Josh Hogan
However, there has certainly been nervousness among non-executive directors about the increased potential for personal liability and thoughts about what amendments might be appropriate to their services contracts, insurance arrangements etc. In addition, there has been a lot of concern about how best to reconcile the proposed Prescribed Responsibilities with existing non-executive director duties (including fiduciary duties to the company) and the concept of collective board responsibility. In its Feedback Statement, the Central Bank insists that individuals can discharge their SEAR responsibilities by acting appropriately in the collective decision-making of the firm, in line with their role. Hopefully, the 12 month learning period will enable firms to work through this issue with their non-executive directors in a manner that will be satisfactory to all concerned.
I wouldn’t over-emphasise the importance of the deferral of the application of SEAR to non-executive directors though. In reality, I’m not sure it will have much practical impact on firms’ implementation plans for IAF. It’s important to remember that the non-executive directors remain subject to other parts of IAF, including the Common Conduct Standards and the Additional Conduct Standards.
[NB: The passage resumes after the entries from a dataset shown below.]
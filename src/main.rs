//! CLI entry point: loads a PoC document, validates it, seeds an execution
//! context, and runs it through the [`vpr::orchestrator::Orchestrator`].
//!
//! ## Example
//!
//! ```bash
//! vpr -p ./pocs/idor.yaml -url https://staging.example.test -log-level debug
//! ```

use clap::Parser;
use serde_json::Value;
use std::path::PathBuf;
use std::process::ExitCode;
use tracing::{error, info, Level};
use vpr::context::Context;
use vpr::limits::{self, ExecutionLimits};
use vpr::orchestrator::Orchestrator;
use vpr::protocol::RunReport;
use vpr::telemetry::{init_telemetry, shutdown_telemetry, TelemetryConfig};
use vpr::{loader, validation};

#[derive(Parser)]
#[command(name = "vpr")]
#[command(about = "Vulnerability Proof-of-Concept Runner", long_about = None)]
struct Cli {
    /// Path to the PoC document (YAML or JSON).
    #[arg(short = 'p', long = "poc")]
    poc: PathBuf,

    /// Overrides `environment.target_host`.
    #[arg(long = "host")]
    host: Option<String>,

    /// Overrides `environment.target_port`.
    #[arg(long = "port")]
    port: Option<u16>,

    /// Overrides `environment.target_url`.
    #[arg(long = "url")]
    url: Option<String>,

    /// Where to write the JSON run report; stdout if omitted.
    #[arg(short = 'o', long = "output")]
    output: Option<PathBuf>,

    /// Log level: error, warn, info, debug, trace.
    #[arg(long = "log-level", default_value = "info")]
    log_level: String,
}

#[tokio::main]
async fn main() -> ExitCode {
    let cli = Cli::parse();

    let mut telemetry_config = TelemetryConfig::from_env();
    telemetry_config.log_level = cli.log_level.parse().unwrap_or(Level::INFO);
    if let Err(e) = init_telemetry(telemetry_config) {
        eprintln!("warning: failed to initialize telemetry: {e}");
        let _ = tracing_subscriber::fmt()
            .with_env_filter(tracing_subscriber::EnvFilter::from_default_env())
            .try_init();
    }

    let exit_code = run(&cli).await;
    shutdown_telemetry();
    exit_code
}

async fn run(cli: &Cli) -> ExitCode {
    let poc = match loader::load_poc_from_file(&cli.poc) {
        Ok(poc) => poc,
        Err(e) => {
            error!(error = %e, "failed to load PoC document");
            return ExitCode::FAILURE;
        }
    };
    info!(poc_id = %poc.metadata.id, title = %poc.metadata.title, "PoC loaded");

    if let Err(errors) = validation::validate_poc(&poc) {
        error!("PoC failed validation with {} error(s):", errors.len());
        for err in &errors {
            error!("  - {err}");
        }
        return ExitCode::FAILURE;
    }

    let limits = ExecutionLimits::from_env();
    let step_count = validation::count_steps(&poc);
    let total_retries = validation::count_total_retries(&poc);
    let limit_result = limits::validate_limits(step_count, total_retries, &limits);
    if !limit_result.passed {
        error!("PoC exceeds execution limits:");
        for violation in &limit_result.violations {
            error!("  - {}", violation.message);
        }
        return ExitCode::FAILURE;
    }

    let mut ctx = Context::new();
    seed_context(&mut ctx, &poc.context);
    apply_cli_overrides(&mut ctx, cli);

    let orchestrator = Orchestrator::new();
    let report = orchestrator.run(&poc, ctx).await;

    print_report(&report, cli.output.as_deref());

    if report.success {
        ExitCode::SUCCESS
    } else {
        ExitCode::FAILURE
    }
}

/// Populates the variable store from the PoC's declared context section,
/// before any CLI overrides or step execution touches it.
fn seed_context(ctx: &mut Context, decl: &vpr::protocol::ContextDeclaration) {
    for user in &decl.users {
        let mut entry = serde_json::json!({"id": user.id});
        if let Some(credentials) = &user.credentials {
            entry["credentials"] = credentials.clone();
        }
        if let Some(credentials_ref) = &user.credentials_ref {
            entry["credentials_ref"] = Value::String(credentials_ref.clone());
        }
        let _ = ctx.set(&format!("users.{}", user.id), entry);
    }
    for resource in &decl.resources {
        let entry = serde_json::json!({
            "id": resource.id,
            "type": resource.resource_type,
            "identifier": resource.identifier,
        });
        let _ = ctx.set(&format!("resources.{}", resource.id), entry);
    }
    for env in &decl.environment {
        let entry = serde_json::json!({"id": env.id, "value": env.value});
        let _ = ctx.set(&format!("environment.{}", env.id), entry);
    }
    for file in &decl.files {
        let entry = serde_json::json!({"id": file.id, "local_path": file.local_path});
        let _ = ctx.set(&format!("files.{}", file.id), entry);
    }
    for variable in &decl.variables {
        let value = variable.value.clone().unwrap_or(Value::Null);
        let _ = ctx.set_variable(&variable.id, value);
    }
}

fn apply_cli_overrides(ctx: &mut Context, cli: &Cli) {
    if let Some(host) = &cli.host {
        let _ = ctx.set(
            "environment.target_host",
            serde_json::json!({"id": "target_host", "value": host}),
        );
    }
    if let Some(port) = cli.port {
        let _ = ctx.set(
            "environment.target_port",
            serde_json::json!({"id": "target_port", "value": port}),
        );
    }
    if let Some(url) = &cli.url {
        let _ = ctx.set(
            "environment.target_url",
            serde_json::json!({"id": "target_url", "value": url}),
        );
    }
}

fn print_report(report: &RunReport, output: Option<&std::path::Path>) {
    let json = serde_json::to_string_pretty(report).expect("RunReport always serializes");
    match output {
        Some(path) => {
            if let Err(e) = std::fs::write(path, &json) {
                error!(error = %e, path = %path.display(), "failed to write report");
            } else {
                info!(path = %path.display(), "report written");
            }
        }
        None => println!("{json}"),
    }
}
I have spoken with a number of firms in scope of SEAR who expect that their planning will continue on the basis of including non-executive directors in plans for SEAR implementation beginning in July 2024, such as in Statements of Responsibilities and Management Responsibilities Maps. The advantage of the 12 month deferral though is that these new SEAR processes can be bedded down with respect to the non-executives without the accompanying legal jeopardy that will apply for other PCFs from 1 July 2024.
The IAF is a hugely important development in the Irish regulatory landscape. If the Central Bank and industry manage to implement it successfully, I am confident that it will enhance Ireland’s reputation as an excellent jurisdiction for financial services. There are serious downside risks though. There is no getting away from the fact that the IAF is an extensive, complex and novel regime; it is potentially a legal minefield for firms and individuals. The Central Bank has promised that its approach to implementation will be based on the principles of proportionality, predictability and reasonable expectations – I think this will be vital to avoid deterring investment in Ireland or disincentivising talented individuals from working in Irish financial services.